Considering secular move in Nifty since the last couple of sessions along with important resistance placed at 11,500, it would be prudent to go with conservative bullish strategy Bull Call Ladder for the next couple of sessions.
July series saw a stellar rally in both Nifty and Bank Nifty. The Nifty index was up by 5.59 percent while the Bank Nifty was up by 4.36 percent on expiry to expiry basis (E-o-E).
Rollover too was on a strong note with a Nifty roll of 72.89 percent compared to 63.6 percent seen in the last expiry while Bank Nifty roll was at 77.49 percent compared to 71.4 percent.
With the uncertainty revolving around the introduction of the first phase of physical settlement, the stock specific movement was under the limelight. Reluctance among participants to carry forward positions in these stocks to the next series was evident as relatively lower open interest (OI) got carried forward.
Series saw Energy Index as best performer with a gain of over 11 percent mainly led by Reliance and ONGC. PSU Bank, Private bank, Nifty IT and Nifty infrastructure were other sectors that saw a significant rally in July series.
Expiry over expiry long built-up was witnessed in Adani Group stocks along with Tata Elxsi and ICICI Bank that saw positive price action along with incremental open interest built-up.
Rollover too was over 85 percent indicating long carried forward to the next series. On the other hand, the short build-up was seen in stocks like Apollo Hospitals, Hero MotoCorp and Kajaria Ceramics in the July series along with good rollover to the next series.
Option data for Nifty saw tremendous breakthrough as Call writers at 11,000 saw a sharp covering that propelled the upward momentum. Put writers have shifted higher to 11,000 strikes.
The August series commence on a positive note. Immediate resistance is placed directly at 11,500 with OI of ~30 lakh shares while 11,000 Put stands at ~40 lakh. The Nifty August PCR OI trades at 1.39 and is inching higher which supports positive momentum.
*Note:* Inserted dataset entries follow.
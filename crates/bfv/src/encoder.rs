//! [`IntegerEncoder`]: balanced base-2 encoding of signed integers into
//! [`Plaintext`] polynomials.

use crate::context::Context;
use crate::error::{Error, Result};
use crate::plaintext::Plaintext;
use std::rc::Rc;

/// Encodes/decodes signed integers as plaintext polynomials using balanced
/// base-2 encoding: for `x >= 0`, coefficient `j` holds bit `j` of `x`
/// (`0` or `1`). For `x < 0`, coefficient `j` holds `0` where bit `j` of
/// `|x|` is `0`, and `t - 1` (i.e. `-1 mod t`) where it is `1`. Decoding
/// evaluates the polynomial at `x = 2` over signed integers, treating any
/// coefficient `> t/2` as negative.
///
/// `t = 2` cannot distinguish a `+1` digit from a `-1` digit (both are
/// stored as `1`), so round-tripping negative values needs `t >= 3`.
pub struct IntegerEncoder {
	ctx: Rc<Context>,
}

impl IntegerEncoder {
	pub fn new(ctx: &Rc<Context>) -> Self {
		Self { ctx: ctx.clone() }
	}

	pub fn context(&self) -> &Rc<Context> {
		&self.ctx
	}

	/// Encodes `value` as a plaintext, failing if `|value| > 2^degree - 1`.
	pub fn encode(&self, value: i128) -> Result<Plaintext> {
		let degree = self.ctx.degree();
		let t = self.ctx.plaintext_modulus();
		let negative = value < 0;
		let magnitude = value.unsigned_abs();

		if degree < 128 && magnitude > (1u128 << degree) - 1 {
			return Err(Error::OutOfRange {
				value: value.to_string(),
				degree,
			});
		}

		let mut coeffs = vec![0u64; degree];
		for (j, coeff) in coeffs.iter_mut().enumerate() {
			let bit = if j < 128 { (magnitude >> j) & 1 } else { 0 };
			*coeff = match (negative, bit) {
				(false, b) => b as u64,
				(true, 0) => 0,
				(true, _) => t - 1,
			};
		}
		Plaintext::from_coefficients(&self.ctx, &coeffs)
	}

	/// Decodes a plaintext back into a signed integer by evaluating it at
	/// `x = 2`, treating each coefficient `c > t/2` as the negative digit
	/// `c - t`.
	pub fn decode(&self, pt: &Plaintext) -> i128 {
		let t = self.ctx.plaintext_modulus() as i128;
		let half = t / 2;
		let mut value: i128 = 0;
		for &coeff in pt.values().iter().rev() {
			let mut digit = coeff as i128;
			if digit > half {
				digit -= t;
			}
			value = value * 2 + digit;
		}
		value
	}
}

#[cfg(test)]
mod tests {
	use super::*;
	use crate::params::EncryptionParamsBuilder;

	fn ctx(degree: usize, t: u64) -> Rc<Context> {
		Context::new(
			EncryptionParamsBuilder::default()
				.polynomial_degree(degree)
				.plaintext_modulus(t)
				.ciphertext_moduli_sizes(vec![40, 40])
				.build()
				.unwrap(),
		)
		.unwrap()
	}

	#[test]
	fn encode_then_decode_round_trips_positive_and_negative() {
		// t = 2 has no room to distinguish a +1 digit from a -1 digit, so
		// round-tripping negative values needs t >= 3.
		let ctx = ctx(1024, 1024);
		let enc = IntegerEncoder::new(&ctx);
		for value in [0i128, 1, -1, 42, -42, 1_000_000, -1_000_000] {
			let pt = enc.encode(value).unwrap();
			assert_eq!(enc.decode(&pt), value);
		}
	}

	#[test]
	fn encode_produces_plain_binary_digits_for_non_negative_values() {
		let ctx = ctx(8, 64);
		let enc = IntegerEncoder::new(&ctx);
		let pt = enc.encode(0b0110_1).unwrap();
		assert_eq!(pt.values(), &[1, 0, 1, 1, 0, 0, 0, 0]);
	}

	#[test]
	fn encode_stores_t_minus_one_at_each_set_bit_for_negative_values() {
		let ctx = ctx(8, 64);
		let enc = IntegerEncoder::new(&ctx);
		let pt = enc.encode(-0b0110_1).unwrap();
		assert_eq!(pt.values(), &[63, 0, 63, 63, 0, 0, 0, 0]);
	}

	#[test]
	fn round_trips_a_large_value() {
		let ctx = ctx(1024, 1024);
		let enc = IntegerEncoder::new(&ctx);
		let value = 0x12345678i128;
		let pt = enc.encode(value).unwrap();
		assert_eq!(enc.decode(&pt), value);
	}

	#[test]
	fn rejects_values_too_large_for_the_degree() {
		let ctx = ctx(8, 2);
		let enc = IntegerEncoder::new(&ctx);
		assert!(enc.encode(i128::MAX).is_err());
		assert!(enc.encode(255).is_ok());
		assert!(enc.encode(256).is_err());
	}
}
Volatility Skew (an advance derivative tool that’s plotted by using implied volatilities of OTM Call, OTM Put and an average of Call and Put for ATM options) at beginning of July series did give early signals of trending bullish expiry with a steeper slope.
As we move in August series, slope continues to be steep, keeping the room open for further upside.
Participant data shows Foreign Institutional Investors in buying mode. Their Long/Short ratio in Index future has moved to 1.45 compared to 0.67 last month.
Client on other hand remained balanced with the ratio at 1.14. Proprietary traders are taking contra bet with the long/short ratio at 0.27. In Index Option too FII are steadily increasing their longs via Synthetic futures (Call Long + Put short).
Considering secular move in Nifty since the last couple of sessions along with important resistance placed at 11,500, it would be prudent to go with conservative bullish strategy Bull Call Ladder for the next couple of sessions.
Bull Call Ladder is a moderately Bullish strategy that is executed by buying a Call and selling two higher strike Calls at different strikes. We have selected relatively farther strike to take a cushion for positive price action.
Maximum Profit is made between two strikes sold if the strategy is held till expiry. This is protected option writing strategy that aims to make money from sideways to a bullish market. The strategy has a downward protection that ensures a limited loss in case prices takes a U-turn.